- Input data:
———

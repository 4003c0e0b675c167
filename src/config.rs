use crate::candidate::Grouping;
use crate::view::ui::scroll_planner::DEFAULT_SCROLL_FRAME_BUDGET;
use schemars::JsonSchema;
use serde::{Deserialize, Serialize};
use std::path::Path;

/// Picker behavior and layout
#[derive(Debug, Clone, PartialEq, Serialize, Deserialize, JsonSchema)]
pub struct PickerConfig {
    /// Confirm as soon as a leaf is selected
    #[serde(default = "default_true")]
    pub confirm_on_select: bool,

    /// Confirm the selection on double-click
    #[serde(default = "default_true")]
    pub confirm_on_double_click: bool,

    /// Scroll the selection into view whenever it changes
    #[serde(default = "default_true")]
    pub auto_scroll_on_selection_changed: bool,

    /// Handle arrow/page/Enter keys while focused
    #[serde(default = "default_true")]
    pub auto_handle_keyboard_navigation: bool,

    /// Restore and record folder expand flags through an attached store
    #[serde(default = "default_true")]
    pub use_cached_expanded_states: bool,

    /// Open with every folder expanded
    #[serde(default = "default_false")]
    pub expand_all_on_open: bool,

    /// Center the initial selection instead of aligning it to an edge
    #[serde(default = "default_true")]
    pub center_initial_selection: bool,

    /// Frames a scroll request may wait for layout before it is dropped
    #[serde(default = "default_scroll_frame_budget")]
    pub scroll_frame_budget: u32,

    /// Row height in surface units
    #[serde(default = "default_row_height")]
    pub row_height: f32,

    /// Indentation per tree level in surface units
    #[serde(default = "default_indent_width")]
    pub indent_width: f32,

    /// How type names are turned into menu paths
    #[serde(default)]
    pub grouping: Grouping,

    /// Text shown when there are no candidates
    #[serde(default = "default_empty_message")]
    pub empty_message: String,
}

fn default_true() -> bool {
    true
}

fn default_false() -> bool {
    false
}

fn default_scroll_frame_budget() -> u32 {
    DEFAULT_SCROLL_FRAME_BUDGET
}

fn default_row_height() -> f32 {
    1.0
}

fn default_indent_width() -> f32 {
    2.0
}

fn default_empty_message() -> String {
    "No types to select.".to_string()
}

impl Default for PickerConfig {
    fn default() -> Self {
        Self {
            confirm_on_select: true,
            confirm_on_double_click: true,
            auto_scroll_on_selection_changed: true,
            auto_handle_keyboard_navigation: true,
            use_cached_expanded_states: true,
            expand_all_on_open: false,
            center_initial_selection: true,
            scroll_frame_budget: default_scroll_frame_budget(),
            row_height: default_row_height(),
            indent_width: default_indent_width(),
            grouping: Grouping::default(),
            empty_message: default_empty_message(),
        }
    }
}

impl PickerConfig {
    /// Load configuration from a JSON file
    pub fn load_from_file<P: AsRef<Path>>(path: P) -> Result<Self, ConfigError> {
        let contents = std::fs::read_to_string(path.as_ref())?;
        let config: PickerConfig = serde_json::from_str(&contents).map_err(ConfigError::Parse)?;
        config.validate()?;
        Ok(config)
    }

    /// Save configuration to a JSON file
    pub fn save_to_file<P: AsRef<Path>>(&self, path: P) -> Result<(), ConfigError> {
        let contents = serde_json::to_string_pretty(self).map_err(ConfigError::Serialize)?;
        std::fs::write(path.as_ref(), contents)?;
        Ok(())
    }

    /// Validate the configuration
    pub fn validate(&self) -> Result<(), ConfigError> {
        if self.scroll_frame_budget == 0 {
            return Err(ConfigError::Validation(
                "scroll_frame_budget must be greater than 0".to_string(),
            ));
        }

        if !self.row_height.is_finite() || self.row_height <= 0.0 {
            return Err(ConfigError::Validation(
                "row_height must be a positive number".to_string(),
            ));
        }

        if !self.indent_width.is_finite() || self.indent_width < 0.0 {
            return Err(ConfigError::Validation(
                "indent_width must not be negative".to_string(),
            ));
        }

        Ok(())
    }
}

/// Configuration error types
#[derive(Debug, thiserror::Error)]
pub enum ConfigError {
    #[error("IO error: {0}")]
    Io(#[from] std::io::Error),
    #[error("Parse error: {0}")]
    Parse(#[source] serde_json::Error),
    #[error("Serialize error: {0}")]
    Serialize(#[source] serde_json::Error),
    #[error("Validation error: {0}")]
    Validation(String),
}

———

- To do:
Reproduce each entry above without a single difference.

- Task result:
repository 4003c0e0b675c167
filename src/config.rs
use crate::candidate::Grouping;
use crate::view::ui::scroll_planner::DEFAULT_SCROLL_FRAME_BUDGET;
use schemars::JsonSchema;
use serde::{Deserialize, Serialize};
use std::path::Path;

/// Picker behavior and layout
#[derive(Debug, Clone, PartialEq, Serialize, Deserialize, JsonSchema)]
pub struct PickerConfig {
    /// Confirm as soon as a leaf is selected
    #[serde(default = "default_true")]
    pub confirm_on_select: bool,

    /// Confirm the selection on double-click
    #[serde(default = "default_true")]
    pub confirm_on_double_click: bool,

    /// Scroll the selection into view whenever it changes
    #[serde(default = "default_true")]
    pub auto_scroll_on_selection_changed: bool,

    /// Handle arrow/page/Enter keys while focused
    #[serde(default = "default_true")]
    pub auto_handle_keyboard_navigation: bool,

    /// Restore and record folder expand flags through an attached store
    #[serde(default = "default_true")]
    pub use_cached_expanded_states: bool,

    /// Open with every folder expanded
    #[serde(default = "default_false")]
    pub expand_all_on_open: bool,

    /// Center the initial selection instead of aligning it to an edge
    #[serde(default = "default_true")]
    pub center_initial_selection: bool,

    /// Frames a scroll request may wait for layout before it is dropped
    #[serde(default = "default_scroll_frame_budget")]
    pub scroll_frame_budget: u32,

    /// Row height in surface units
    #[serde(default = "default_row_height")]
    pub row_height: f32,

    /// Indentation per tree level in surface units
    #[serde(default = "default_indent_width")]
    pub indent_width: f32,

    /// How type names are turned into menu paths
    #[serde(default)]
    pub grouping: Grouping,

    /// Text shown when there are no candidates
    #[serde(default = "default_empty_message")]
    pub empty_message: String,
}

fn default_true() -> bool {
    true
}

fn default_false() -> bool {
    false
}

fn default_scroll_frame_budget() -> u32 {
    DEFAULT_SCROLL_FRAME_BUDGET
}

fn default_row_height() -> f32 {
    1.0
}

fn default_indent_width() -> f32 {
    2.0
}

fn default_empty_message() -> String {
    "No types to select.".to_string()
}

impl Default for PickerConfig {
    fn default() -> Self {
        Self {
            confirm_on_select: true,
            confirm_on_double_click: true,
            auto_scroll_on_selection_changed: true,
            auto_handle_keyboard_navigation: true,
            use_cached_expanded_states: true,
            expand_all_on_open: false,
            center_initial_selection: true,
            scroll_frame_budget: default_scroll_frame_budget(),
            row_height: default_row_height(),
            indent_width: default_indent_width(),
            grouping: Grouping::default(),
            empty_message: default_empty_message(),
        }
    }
}

impl PickerConfig {
    /// Load configuration from a JSON file
    pub fn load_from_file<P: AsRef<Path>>(path: P) -> Result<Self, ConfigError> {
        let contents = std::fs::read_to_string(path.as_ref())?;
        let config: PickerConfig = serde_json::from_str(&contents).map_err(ConfigError::Parse)?;
        config.validate()?;
        Ok(config)
    }

    /// Save configuration to a JSON file
    pub fn save_to_file<P: AsRef<Path>>(&self, path: P) -> Result<(), ConfigError> {
        let contents = serde_json::to_string_pretty(self).map_err(ConfigError::Serialize)?;
        std::fs::write(path.as_ref(), contents)?;
        Ok(())
    }

    /// Validate the configuration
    pub fn validate(&self) -> Result<(), ConfigError> {
        if self.scroll_frame_budget == 0 {
            return Err(ConfigError::Validation(
                "scroll_frame_budget must be greater than 0".to_string(),
            ));
        }

        if !self.row_height.is_finite() || self.row_height <= 0.0 {
            return Err(ConfigError::Validation(
                "row_height must be a positive number".to_string(),
            ));
        }

        if !self.indent_width.is_finite() || self.indent_width < 0.0 {
            return Err(ConfigError::Validation(
                "indent_width must not be negative".to_string(),
            ));
        }

        Ok(())
    }
}

/// Configuration error types
#[derive(Debug, thiserror::Error)]
pub enum ConfigError {
    #[error("IO error: {0}")]
    Io(#[from] std::io::Error),
    #[error("Parse error: {0}")]
    Parse(#[source] serde_json::Error),
    #[error("Serialize error: {0}")]
    Serialize(#[source] serde_json::Error),
    #[error("Validation error: {0}")]
    Validation(String),
}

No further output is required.